[[ Material for this task, beginning ]]

//! Tests for whole-module generation.
mod common;
use common::*;
use pretty_assertions::assert_eq;
use torchwright::prelude::*;

#[test]
fn test_simple_graph_renders_exact_module() {
    let SimpleGraph { graph, .. } = create_simple_graph();
    let code = Codegen::builder(&graph).build().generate().unwrap();

    let expected = "import torch\n\
                    \n\
                    \n\
                    class MyModel():\n    \
                    def __init__(self) -> None:\n        \
                    pass\n\
                    \n    \
                    def forward(self, x: torch.Tensor) -> torch.Tensor:\n        \
                    conv_1_out = self.conv_1(x)\n        \
                    return conv_1_out\n\
                    \n";
    assert_eq!(code, expected);
}

#[test]
fn test_free_function_defaults_to_output_nodes() {
    let SimpleGraph { graph, .. } = create_simple_graph();
    let via_builder = Codegen::builder(&graph).build().generate().unwrap();
    assert_eq!(generate(&graph, &[]).unwrap(), via_builder);
}

#[test]
fn test_shared_node_is_declared_once() {
    let DiamondGraph { graph, .. } = create_diamond_graph();
    let code = generate(&graph, &[]).unwrap();

    let expected = "import torch\n\
                    import torch.nn.functional as F\n\
                    \n\
                    \n\
                    class MyModel():\n    \
                    def __init__(self) -> None:\n        \
                    pass\n\
                    \n    \
                    def forward(self, x: torch.Tensor) -> torch.Tensor:\n        \
                    a_out = self.a(x)\n        \
                    b_out = F.b(a_out)\n        \
                    c_out = F.c(a_out)\n        \
                    d_out = torch.add(b_out, c_out)\n        \
                    return d_out\n\
                    \n";
    assert_eq!(code, expected);
    assert_eq!(code.matches("self.a(").count(), 1);
}

#[test]
fn test_submodule_declarations_fill_initializer() {
    let DiamondGraph { graph, .. } = create_diamond_graph();
    let code = Codegen::builder(&graph)
        .with_class_name("Net")
        .with_super_class("nn.Module")
        .with_submodule_declarations(true)
        .build()
        .generate()
        .unwrap();

    assert!(code.starts_with(
        "import torch\nimport torch.nn as nn\nimport torch.nn.functional as F\n\n\nclass Net(nn.Module):\n"
    ));
    assert!(code.contains("    def __init__(self) -> None:\n        self.a = nn.Conv2d()\n\n"));
    assert!(!code.contains("        pass\n"));
}

#[test]
fn test_arguments_follow_commit_order_not_port_index() {
    let graph = Graph::from_json(TWO_INPUT_GRAPH_JSON).unwrap();
    let code = Codegen::builder(&graph).build().generate().unwrap();

    let expected = "import torch\n\
                    \n\
                    \n\
                    class MyModel():\n    \
                    def __init__(self) -> None:\n        \
                    pass\n\
                    \n    \
                    def forward(self, left: torch.Tensor, right: torch.Tensor) -> torch.Tensor:\n        \
                    fc_out = self.fc(left)\n        \
                    mul_out = torch.multiply(right, fc_out)\n        \
                    return mul_out\n\
                    \n";
    assert_eq!(code, expected);
}

#[test]
fn test_generation_is_repeatable() {
    let DiamondGraph { graph, .. } = create_diamond_graph();
    let codegen = Codegen::builder(&graph).build();
    let first = codegen.generate().unwrap();
    let second = codegen.generate().unwrap();
    assert_eq!(first, second);
}

#[test]
fn test_multiple_outputs_return_a_tuple() {
    let mut graph = Graph::new();
    let x = graph.create_node("Input", "x", 0, 2).unwrap();
    let a = graph.create_node("ReLU", "a", 1, 1).unwrap();
    let b = graph.create_node("Sigmoid", "b", 1, 1).unwrap();
    let first = graph.create_node("Output", "first", 1, 0).unwrap();
    let second = graph.create_node("Output", "second", 1, 0).unwrap();
    graph.connect(x, 0, a, 0).unwrap();
    graph.connect(x, 1, b, 0).unwrap();
    graph.connect(a, 0, first, 0).unwrap();
    graph.connect(b, 0, second, 0).unwrap();

    let code = generate(&graph, &[]).unwrap();
    assert!(code.contains(
        "    def forward(self, x: torch.Tensor) -> tuple[torch.Tensor, torch.Tensor]:\n"
    ));
    assert!(code.contains("        return a_out, b_out\n"));

    // Explicit entry points reorder the tuple.
    let code = generate(&graph, &[second, first]).unwrap();
    assert!(code.contains("        return b_out, a_out\n"));
}

#[test]
fn test_non_output_entry_point_returns_bound_name() {
    let SimpleGraph { graph, conv, .. } = create_simple_graph();
    let code = generate(&graph, &[conv]).unwrap();
    assert!(code.contains("        conv_1_out = self.conv_1(x)\n        return conv_1_out\n"));
}

#[test]
fn test_graph_without_outputs_returns_nothing() {
    let mut graph = Graph::new();
    graph.create_node("Input", "x", 0, 1).unwrap();
    let code = generate(&graph, &[]).unwrap();
    assert!(code.contains("    def forward(self, x: torch.Tensor) -> None:\n        pass\n"));
}

#[test]
fn test_disconnected_output_is_an_error() {
    let mut graph = Graph::new();
    graph.create_node("Input", "x", 0, 1).unwrap();
    graph.create_node("Output", "y", 1, 0).unwrap();
    assert_eq!(
        generate(&graph, &[]).unwrap_err(),
        CodegenError::DisconnectedOutput {
            node: "y".to_string()
        }
    );
}

#[test]
fn test_unknown_type_fails_until_mapped() {
    let mut graph = Graph::new();
    let x = graph.create_node("Input", "x", 0, 1).unwrap();
    let conv = graph.create_node("MyConv", "conv", 1, 1).unwrap();
    let y = graph.create_node("Output", "y", 1, 0).unwrap();
    graph.connect(x, 0, conv, 0).unwrap();
    graph.connect(conv, 0, y, 0).unwrap();

    assert!(matches!(
        generate(&graph, &[]),
        Err(CodegenError::UnclassifiedNodeType { .. })
    ));

    let code = Codegen::builder(&graph)
        .with_type_mapping("MyConv", "Conv2d")
        .build()
        .generate()
        .unwrap();
    assert!(code.contains("        conv_out = self.conv(x)\n"));
}

#[test]
fn test_options_shape_the_signature() {
    let SimpleGraph { graph, .. } = create_simple_graph();
    let options = CodegenOptions {
        forward_name: "__call__".to_string(),
        input_dtype: "Tensor".to_string(),
        return_type: "Tensor".to_string(),
        ..CodegenOptions::default()
    };
    let codegen = Codegen::builder(&graph).with_options(options).build();
    assert_eq!(codegen.options().class_name, "MyModel");

    let code = codegen.generate().unwrap();
    assert!(code.contains("    def __call__(self, x: Tensor) -> Tensor:\n"));
}

#[test]
fn test_custom_category_changes_namespace() {
    let DiamondGraph { graph, .. } = create_diamond_graph();
    let code = Codegen::builder(&graph)
        .with_category("ReLU", Category::Stateless {
            namespace: "torch.relu_ops".to_string(),
        })
        .build()
        .generate()
        .unwrap();
    assert!(code.contains("        b_out = torch.relu_ops.b(a_out)\n"));
    // Tanh still uses F, so the functional import stays.
    assert!(code.contains("import torch.nn.functional as F\n"));
}

#[test]
fn test_build_program_matches_generate() {
    let SimpleGraph { graph, .. } = create_simple_graph();
    let codegen = Codegen::builder(&graph).build();
    let program = codegen.build_program().unwrap();
    assert!(matches!(program, AstNode::Program(_)));
    assert_eq!(PythonPrinter::print(&program), codegen.generate().unwrap());
}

[[ Material for this task, end ]]

- _Instructions to follow_: Each of the lines above should be printed again precisely as it reads.

- _Answer section_:
//! Tests for whole-module generation.
mod common;
use common::*;
use pretty_assertions::assert_eq;
use torchwright::prelude::*;

#[test]
fn test_simple_graph_renders_exact_module() {
    let SimpleGraph { graph, .. } = create_simple_graph();
    let code = Codegen::builder(&graph).build().generate().unwrap();

    let expected = "import torch\n\
                    \n\
                    \n\
                    class MyModel():\n    \
                    def __init__(self) -> None:\n        \
                    pass\n\
                    \n    \
                    def forward(self, x: torch.Tensor) -> torch.Tensor:\n        \
                    conv_1_out = self.conv_1(x)\n        \
                    return conv_1_out\n\
                    \n";
    assert_eq!(code, expected);
}

#[test]
fn test_free_function_defaults_to_output_nodes() {
    let SimpleGraph { graph, .. } = create_simple_graph();
    let via_builder = Codegen::builder(&graph).build().generate().unwrap();
    assert_eq!(generate(&graph, &[]).unwrap(), via_builder);
}

#[test]
fn test_shared_node_is_declared_once() {
    let DiamondGraph { graph, .. } = create_diamond_graph();
    let code = generate(&graph, &[]).unwrap();

    let expected = "import torch\n\
                    import torch.nn.functional as F\n\
                    \n\
                    \n\
                    class MyModel():\n    \
                    def __init__(self) -> None:\n        \
                    pass\n\
                    \n    \
                    def forward(self, x: torch.Tensor) -> torch.Tensor:\n        \
                    a_out = self.a(x)\n        \
                    b_out = F.b(a_out)\n        \
                    c_out = F.c(a_out)\n        \
                    d_out = torch.add(b_out, c_out)\n        \
                    return d_out\n\
                    \n";
    assert_eq!(code, expected);
    assert_eq!(code.matches("self.a(").count(), 1);
}

#[test]
fn test_submodule_declarations_fill_initializer() {
    let DiamondGraph { graph, .. } = create_diamond_graph();
    let code = Codegen::builder(&graph)
        .with_class_name("Net")
        .with_super_class("nn.Module")
        .with_submodule_declarations(true)
        .build()
        .generate()
        .unwrap();

    assert!(code.starts_with(
        "import torch\nimport torch.nn as nn\nimport torch.nn.functional as F\n\n\nclass Net(nn.Module):\n"
    ));
    assert!(code.contains("    def __init__(self) -> None:\n        self.a = nn.Conv2d()\n\n"));
    assert!(!code.contains("        pass\n"));
}

#[test]
fn test_arguments_follow_commit_order_not_port_index() {
    let graph = Graph::from_json(TWO_INPUT_GRAPH_JSON).unwrap();
    let code = Codegen::builder(&graph).build().generate().unwrap();

    let expected = "import torch\n\
                    \n\
                    \n\
                    class MyModel():\n    \
                    def __init__(self) -> None:\n        \
                    pass\n\
                    \n    \
                    def forward(self, left: torch.Tensor, right: torch.Tensor) -> torch.Tensor:\n        \
                    fc_out = self.fc(left)\n        \
                    mul_out = torch.multiply(right, fc_out)\n        \
                    return mul_out\n\
                    \n";
    assert_eq!(code, expected);
}

#[test]
fn test_generation_is_repeatable() {
    let DiamondGraph { graph, .. } = create_diamond_graph();
    let codegen = Codegen::builder(&graph).build();
    let first = codegen.generate().unwrap();
    let second = codegen.generate().unwrap();
    assert_eq!(first, second);
}

#[test]
fn test_multiple_outputs_return_a_tuple() {
    let mut graph = Graph::new();
    let x = graph.create_node("Input", "x", 0, 2).unwrap();
    let a = graph.create_node("ReLU", "a", 1, 1).unwrap();
    let b = graph.create_node("Sigmoid", "b", 1, 1).unwrap();
    let first = graph.create_node("Output", "first", 1, 0).unwrap();
    let second = graph.create_node("Output", "second", 1, 0).unwrap();
    graph.connect(x, 0, a, 0).unwrap();
    graph.connect(x, 1, b, 0).unwrap();
    graph.connect(a, 0, first, 0).unwrap();
    graph.connect(b, 0, second, 0).unwrap();

    let code = generate(&graph, &[]).unwrap();
    assert!(code.contains(
        "    def forward(self, x: torch.Tensor) -> tuple[torch.Tensor, torch.Tensor]:\n"
    ));
    assert!(code.contains("        return a_out, b_out\n"));

    // Explicit entry points reorder the tuple.
    let code = generate(&graph, &[second, first]).unwrap();
    assert!(code.contains("        return b_out, a_out\n"));
}

#[test]
fn test_non_output_entry_point_returns_bound_name() {
    let SimpleGraph { graph, conv, .. } = create_simple_graph();
    let code = generate(&graph, &[conv]).unwrap();
    assert!(code.contains("        conv_1_out = self.conv_1(x)\n        return conv_1_out\n"));
}

#[test]
fn test_graph_without_outputs_returns_nothing() {
    let mut graph = Graph::new();
    graph.create_node("Input", "x", 0, 1).unwrap();
    let code = generate(&graph, &[]).unwrap();
    assert!(code.contains("    def forward(self, x: torch.Tensor) -> None:\n        pass\n"));
}

#[test]
fn test_disconnected_output_is_an_error() {
    let mut graph = Graph::new();
    graph.create_node("Input", "x", 0, 1).unwrap();
    graph.create_node("Output", "y", 1, 0).unwrap();
    assert_eq!(
        generate(&graph, &[]).unwrap_err(),
        CodegenError::DisconnectedOutput {
            node: "y".to_string()
        }
    );
}

#[test]
fn test_unknown_type_fails_until_mapped() {
    let mut graph = Graph::new();
    let x = graph.create_node("Input", "x", 0, 1).unwrap();
    let conv = graph.create_node("MyConv", "conv", 1, 1).unwrap();
    let y = graph.create_node("Output", "y", 1, 0).unwrap();
    graph.connect(x, 0, conv, 0).unwrap();
    graph.connect(conv, 0, y, 0).unwrap();

    assert!(matches!(
        generate(&graph, &[]),
        Err(CodegenError::UnclassifiedNodeType { .. })
    ));

    let code = Codegen::builder(&graph)
        .with_type_mapping("MyConv", "Conv2d")
        .build()
        .generate()
        .unwrap();
    assert!(code.contains("        conv_out = self.conv(x)\n"));
}

#[test]
fn test_options_shape_the_signature() {
    let SimpleGraph { graph, .. } = create_simple_graph();
    let options = CodegenOptions {
        forward_name: "__call__".to_string(),
        input_dtype: "Tensor".to_string(),
        return_type: "Tensor".to_string(),
        ..CodegenOptions::default()
    };
    let codegen = Codegen::builder(&graph).with_options(options).build();
    assert_eq!(codegen.options().class_name, "MyModel");

    let code = codegen.generate().unwrap();
    assert!(code.contains("    def __call__(self, x: Tensor) -> Tensor:\n"));
}

#[test]
fn test_custom_category_changes_namespace() {
    let DiamondGraph { graph, .. } = create_diamond_graph();
    let code = Codegen::builder(&graph)
        .with_category("ReLU", Category::Stateless {
            namespace: "torch.relu_ops".to_string(),
        })
        .build()
        .generate()
        .unwrap();
    assert!(code.contains("        b_out = torch.relu_ops.b(a_out)\n"));
    // Tanh still uses F, so the functional import stays.
    assert!(code.contains("import torch.nn.functional as F\n"));
}

#[test]
fn test_build_program_matches_generate() {
    let SimpleGraph { graph, .. } = create_simple_graph();
    let codegen = Codegen::builder(&graph).build();
    let program = codegen.build_program().unwrap();
    assert!(matches!(program, AstNode::Program(_)));
    assert_eq!(PythonPrinter::print(&program), codegen.generate().unwrap());
}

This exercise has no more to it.